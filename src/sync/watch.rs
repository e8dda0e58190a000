use std::path::{Path, PathBuf};

use anyhow::{Context, Result};
use notify::event::ModifyKind;
use notify::{Event, EventKind, RecommendedWatcher, RecursiveMode, Watcher};
use tokio::sync::mpsc;
use tracing::{debug, warn};

use crate::util;

/// Watches the config file for changes. Both the file and its parent
/// directory are watched: orchestrators frequently rotate mounted configs by
/// swapping out the parent directory. When watching is disabled, the event
/// stream simply never fires.
pub struct ConfigWatcher {
    watcher: Option<RecommendedWatcher>,
    rx: mpsc::UnboundedReceiver<Event>,
    path: PathBuf,
    parent: PathBuf,
    sha1: Vec<u8>,
}

impl ConfigWatcher {
    pub fn new(path: &Path, enabled: bool, sha1: Vec<u8>) -> Result<Self> {
        let (tx, rx) = mpsc::unbounded_channel();

        if !enabled {
            return Ok(Self {
                watcher: None,
                rx,
                path: path.to_path_buf(),
                parent: PathBuf::new(),
                sha1,
            });
        }

        // resolve symlinks and absolutise, so rotated mounts are detected on
        // their real paths
        let path = std::fs::canonicalize(path)
            .with_context(|| format!("cannot resolve config path '{}'", path.display()))?;
        let parent = path
            .parent()
            .map(Path::to_path_buf)
            .unwrap_or_else(|| PathBuf::from("/"));

        let mut watcher = notify::recommended_watcher(move |res: notify::Result<Event>| {
            match res {
                Ok(event) => {
                    let _ = tx.send(event);
                }
                Err(e) => warn!("config watch error: {}", e),
            }
        })
        .context("cannot create config watcher")?;

        watcher
            .watch(&path, RecursiveMode::NonRecursive)
            .with_context(|| format!("cannot watch config file '{}'", path.display()))?;
        watcher
            .watch(&parent, RecursiveMode::NonRecursive)
            .with_context(|| format!("cannot watch config directory '{}'", parent.display()))?;

        debug!(file = %path.display(), dir = %parent.display(), "watching for config changes");

        Ok(Self {
            watcher: Some(watcher),
            rx,
            path,
            parent,
            sha1,
        })
    }

    /// The next filesystem event; pends forever when watching is disabled.
    pub async fn next(&mut self) -> Event {
        if self.watcher.is_none() {
            return futures::future::pending().await;
        }
        match self.rx.recv().await {
            Some(event) => event,
            // the watcher owns the sender, so this only happens on
            // teardown; just stop firing
            None => futures::future::pending().await,
        }
    }

    /// Whether an event amounts to a config change. Removal of the file or
    /// its parent always does; a metadata-only change counts only when the
    /// file content actually differs from what was loaded; anything else
    /// touching the file or a sibling is treated as a change.
    pub fn is_changed(&self, event: &Event) -> bool {
        let on_file = event.paths.iter().any(|p| *p == self.path);
        let on_parent = event.paths.iter().any(|p| *p == self.parent);
        let in_parent = event
            .paths
            .iter()
            .any(|p| p.parent() == Some(self.parent.as_path()));

        match event.kind {
            EventKind::Remove(_) => on_file || on_parent,
            EventKind::Modify(ModifyKind::Metadata(_)) if on_file => {
                match util::compute_sha1(&self.path) {
                    Ok(digest) => digest != self.sha1,
                    Err(_) => true,
                }
            }
            _ => on_file || in_parent,
        }
    }
}

#[cfg(test)]
mod tests {
    use super::*;
    use notify::event::{CreateKind, DataChange, MetadataKind, RemoveKind};
    use std::io::Write;
    use tempfile::TempDir;

    fn watcher_for(dir: &TempDir, content: &str) -> (ConfigWatcher, PathBuf) {
        let path = dir.path().join("config.yaml");
        std::fs::write(&path, content).unwrap();
        let sha1 = util::compute_sha1(&path).unwrap();
        let w = ConfigWatcher::new(&path, true, sha1).unwrap();
        let canon = std::fs::canonicalize(&path).unwrap();
        (w, canon)
    }

    #[test]
    fn test_remove_is_a_change() {
        let dir = TempDir::new().unwrap();
        let (w, path) = watcher_for(&dir, "relay: skopeo\n");

        let evt = Event::new(EventKind::Remove(RemoveKind::File)).add_path(path);
        assert!(w.is_changed(&evt));

        let evt = Event::new(EventKind::Remove(RemoveKind::Folder)).add_path(w.parent.clone());
        assert!(w.is_changed(&evt));
    }

    #[test]
    fn test_chmod_without_content_change_is_ignored() {
        let dir = TempDir::new().unwrap();
        let (w, path) = watcher_for(&dir, "relay: skopeo\n");

        let evt =
            Event::new(EventKind::Modify(ModifyKind::Metadata(MetadataKind::Permissions)))
                .add_path(path);
        assert!(!w.is_changed(&evt));
    }

    #[test]
    fn test_chmod_with_content_change_is_detected() {
        let dir = TempDir::new().unwrap();
        let (w, path) = watcher_for(&dir, "relay: skopeo\n");

        let mut f = std::fs::OpenOptions::new()
            .append(true)
            .open(&path)
            .unwrap();
        writeln!(f, "watch: true").unwrap();

        let evt =
            Event::new(EventKind::Modify(ModifyKind::Metadata(MetadataKind::Permissions)))
                .add_path(path);
        assert!(w.is_changed(&evt));
    }

    #[test]
    fn test_write_is_a_change() {
        let dir = TempDir::new().unwrap();
        let (w, path) = watcher_for(&dir, "relay: skopeo\n");

        let evt = Event::new(EventKind::Modify(ModifyKind::Data(DataChange::Content)))
            .add_path(path);
        assert!(w.is_changed(&evt));
    }

    #[test]
    fn test_sibling_event_is_a_change() {
        let dir = TempDir::new().unwrap();
        let (w, _) = watcher_for(&dir, "relay: skopeo\n");

        let sibling = w.parent.join("..data");
        let evt = Event::new(EventKind::Create(CreateKind::File)).add_path(sibling);
        assert!(w.is_changed(&evt));
    }

    #[test]
    fn test_unrelated_event_is_not_a_change() {
        let dir = TempDir::new().unwrap();
        let (w, _) = watcher_for(&dir, "relay: skopeo\n");

        let evt = Event::new(EventKind::Create(CreateKind::File))
            .add_path(PathBuf::from("/somewhere/else/file"));
        assert!(!w.is_changed(&evt));
    }

    #[tokio::test]
    async fn test_disabled_watcher_never_fires() {
        let mut w =
            ConfigWatcher::new(Path::new("/no/such/file"), false, Vec::new()).unwrap();
        let fired = tokio::time::timeout(std::time::Duration::from_millis(50), w.next()).await;
        assert!(fired.is_err());
    }
}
# # # # #
PROBLEM REQUIREMENTS >>
All of the data must be written out again, exactly as it stands.

OUTPUT >>
filename src/sync/watch.rs
repository e8dda0e58190a000
use std::path::{Path, PathBuf};

use anyhow::{Context, Result};
use notify::event::ModifyKind;
use notify::{Event, EventKind, RecommendedWatcher, RecursiveMode, Watcher};
use tokio::sync::mpsc;
use tracing::{debug, warn};

use crate::util;

/// Watches the config file for changes. Both the file and its parent
/// directory are watched: orchestrators frequently rotate mounted configs by
/// swapping out the parent directory. When watching is disabled, the event
/// stream simply never fires.
pub struct ConfigWatcher {
    watcher: Option<RecommendedWatcher>,
    rx: mpsc::UnboundedReceiver<Event>,
    path: PathBuf,
    parent: PathBuf,
    sha1: Vec<u8>,
}

impl ConfigWatcher {
    pub fn new(path: &Path, enabled: bool, sha1: Vec<u8>) -> Result<Self> {
        let (tx, rx) = mpsc::unbounded_channel();

        if !enabled {
            return Ok(Self {
                watcher: None,
                rx,
                path: path.to_path_buf(),
                parent: PathBuf::new(),
                sha1,
            });
        }

        // resolve symlinks and absolutise, so rotated mounts are detected on
        // their real paths
        let path = std::fs::canonicalize(path)
            .with_context(|| format!("cannot resolve config path '{}'", path.display()))?;
        let parent = path
            .parent()
            .map(Path::to_path_buf)
            .unwrap_or_else(|| PathBuf::from("/"));

        let mut watcher = notify::recommended_watcher(move |res: notify::Result<Event>| {
            match res {
                Ok(event) => {
                    let _ = tx.send(event);
                }
                Err(e) => warn!("config watch error: {}", e),
            }
        })
        .context("cannot create config watcher")?;

        watcher
            .watch(&path, RecursiveMode::NonRecursive)
            .with_context(|| format!("cannot watch config file '{}'", path.display()))?;
        watcher
            .watch(&parent, RecursiveMode::NonRecursive)
            .with_context(|| format!("cannot watch config directory '{}'", parent.display()))?;

        debug!(file = %path.display(), dir = %parent.display(), "watching for config changes");

        Ok(Self {
            watcher: Some(watcher),
            rx,
            path,
            parent,
            sha1,
        })
    }

    /// The next filesystem event; pends forever when watching is disabled.
    pub async fn next(&mut self) -> Event {
        if self.watcher.is_none() {
            return futures::future::pending().await;
        }
        match self.rx.recv().await {
            Some(event) => event,
            // the watcher owns the sender, so this only happens on
            // teardown; just stop firing
            None => futures::future::pending().await,
        }
    }

    /// Whether an event amounts to a config change. Removal of the file or
    /// its parent always does; a metadata-only change counts only when the
    /// file content actually differs from what was loaded; anything else
    /// touching the file or a sibling is treated as a change.
    pub fn is_changed(&self, event: &Event) -> bool {
        let on_file = event.paths.iter().any(|p| *p == self.path);
        let on_parent = event.paths.iter().any(|p| *p == self.parent);
        let in_parent = event
            .paths
            .iter()
            .any(|p| p.parent() == Some(self.parent.as_path()));

        match event.kind {
            EventKind::Remove(_) => on_file || on_parent,
            EventKind::Modify(ModifyKind::Metadata(_)) if on_file => {
                match util::compute_sha1(&self.path) {
                    Ok(digest) => digest != self.sha1,
                    Err(_) => true,
                }
            }
            _ => on_file || in_parent,
        }
    }
}

#[cfg(test)]
mod tests {
    use super::*;
    use notify::event::{CreateKind, DataChange, MetadataKind, RemoveKind};
    use std::io::Write;
    use tempfile::TempDir;

    fn watcher_for(dir: &TempDir, content: &str) -> (ConfigWatcher, PathBuf) {
        let path = dir.path().join("config.yaml");
        std::fs::write(&path, content).unwrap();
        let sha1 = util::compute_sha1(&path).unwrap();
        let w = ConfigWatcher::new(&path, true, sha1).unwrap();
        let canon = std::fs::canonicalize(&path).unwrap();
        (w, canon)
    }

    #[test]
    fn test_remove_is_a_change() {
        let dir = TempDir::new().unwrap();
        let (w, path) = watcher_for(&dir, "relay: skopeo\n");

        let evt = Event::new(EventKind::Remove(RemoveKind::File)).add_path(path);
        assert!(w.is_changed(&evt));

        let evt = Event::new(EventKind::Remove(RemoveKind::Folder)).add_path(w.parent.clone());
        assert!(w.is_changed(&evt));
    }

    #[test]
    fn test_chmod_without_content_change_is_ignored() {
        let dir = TempDir::new().unwrap();
        let (w, path) = watcher_for(&dir, "relay: skopeo\n");

        let evt =
            Event::new(EventKind::Modify(ModifyKind::Metadata(MetadataKind::Permissions)))
                .add_path(path);
        assert!(!w.is_changed(&evt));
    }

    #[test]
    fn test_chmod_with_content_change_is_detected() {
        let dir = TempDir::new().unwrap();
        let (w, path) = watcher_for(&dir, "relay: skopeo\n");

        let mut f = std::fs::OpenOptions::new()
            .append(true)
            .open(&path)
            .unwrap();
        writeln!(f, "watch: true").unwrap();

        let evt =
            Event::new(EventKind::Modify(ModifyKind::Metadata(MetadataKind::Permissions)))
                .add_path(path);
        assert!(w.is_changed(&evt));
    }

    #[test]
    fn test_write_is_a_change() {
        let dir = TempDir::new().unwrap();
        let (w, path) = watcher_for(&dir, "relay: skopeo\n");

        let evt = Event::new(EventKind::Modify(ModifyKind::Data(DataChange::Content)))
            .add_path(path);
        assert!(w.is_changed(&evt));
    }

    #[test]
    fn test_sibling_event_is_a_change() {
        let dir = TempDir::new().unwrap();
        let (w, _) = watcher_for(&dir, "relay: skopeo\n");

        let sibling = w.parent.join("..data");
        let evt = Event::new(EventKind::Create(CreateKind::File)).add_path(sibling);
        assert!(w.is_changed(&evt));
    }

    #[test]
    fn test_unrelated_event_is_not_a_change() {
        let dir = TempDir::new().unwrap();
        let (w, _) = watcher_for(&dir, "relay: skopeo\n");

        let evt = Event::new(EventKind::Create(CreateKind::File))
            .add_path(PathBuf::from("/somewhere/else/file"));
        assert!(!w.is_changed(&evt));
    }

    #[tokio::test]
    async fn test_disabled_watcher_never_fires() {
        let mut w =
            ConfigWatcher::new(Path::new("/no/such/file"), false, Vec::new()).unwrap();
        let fired = tokio::time::timeout(std::time::Duration::from_millis(50), w.next()).await;
        assert!(fired.is_err());
    }
}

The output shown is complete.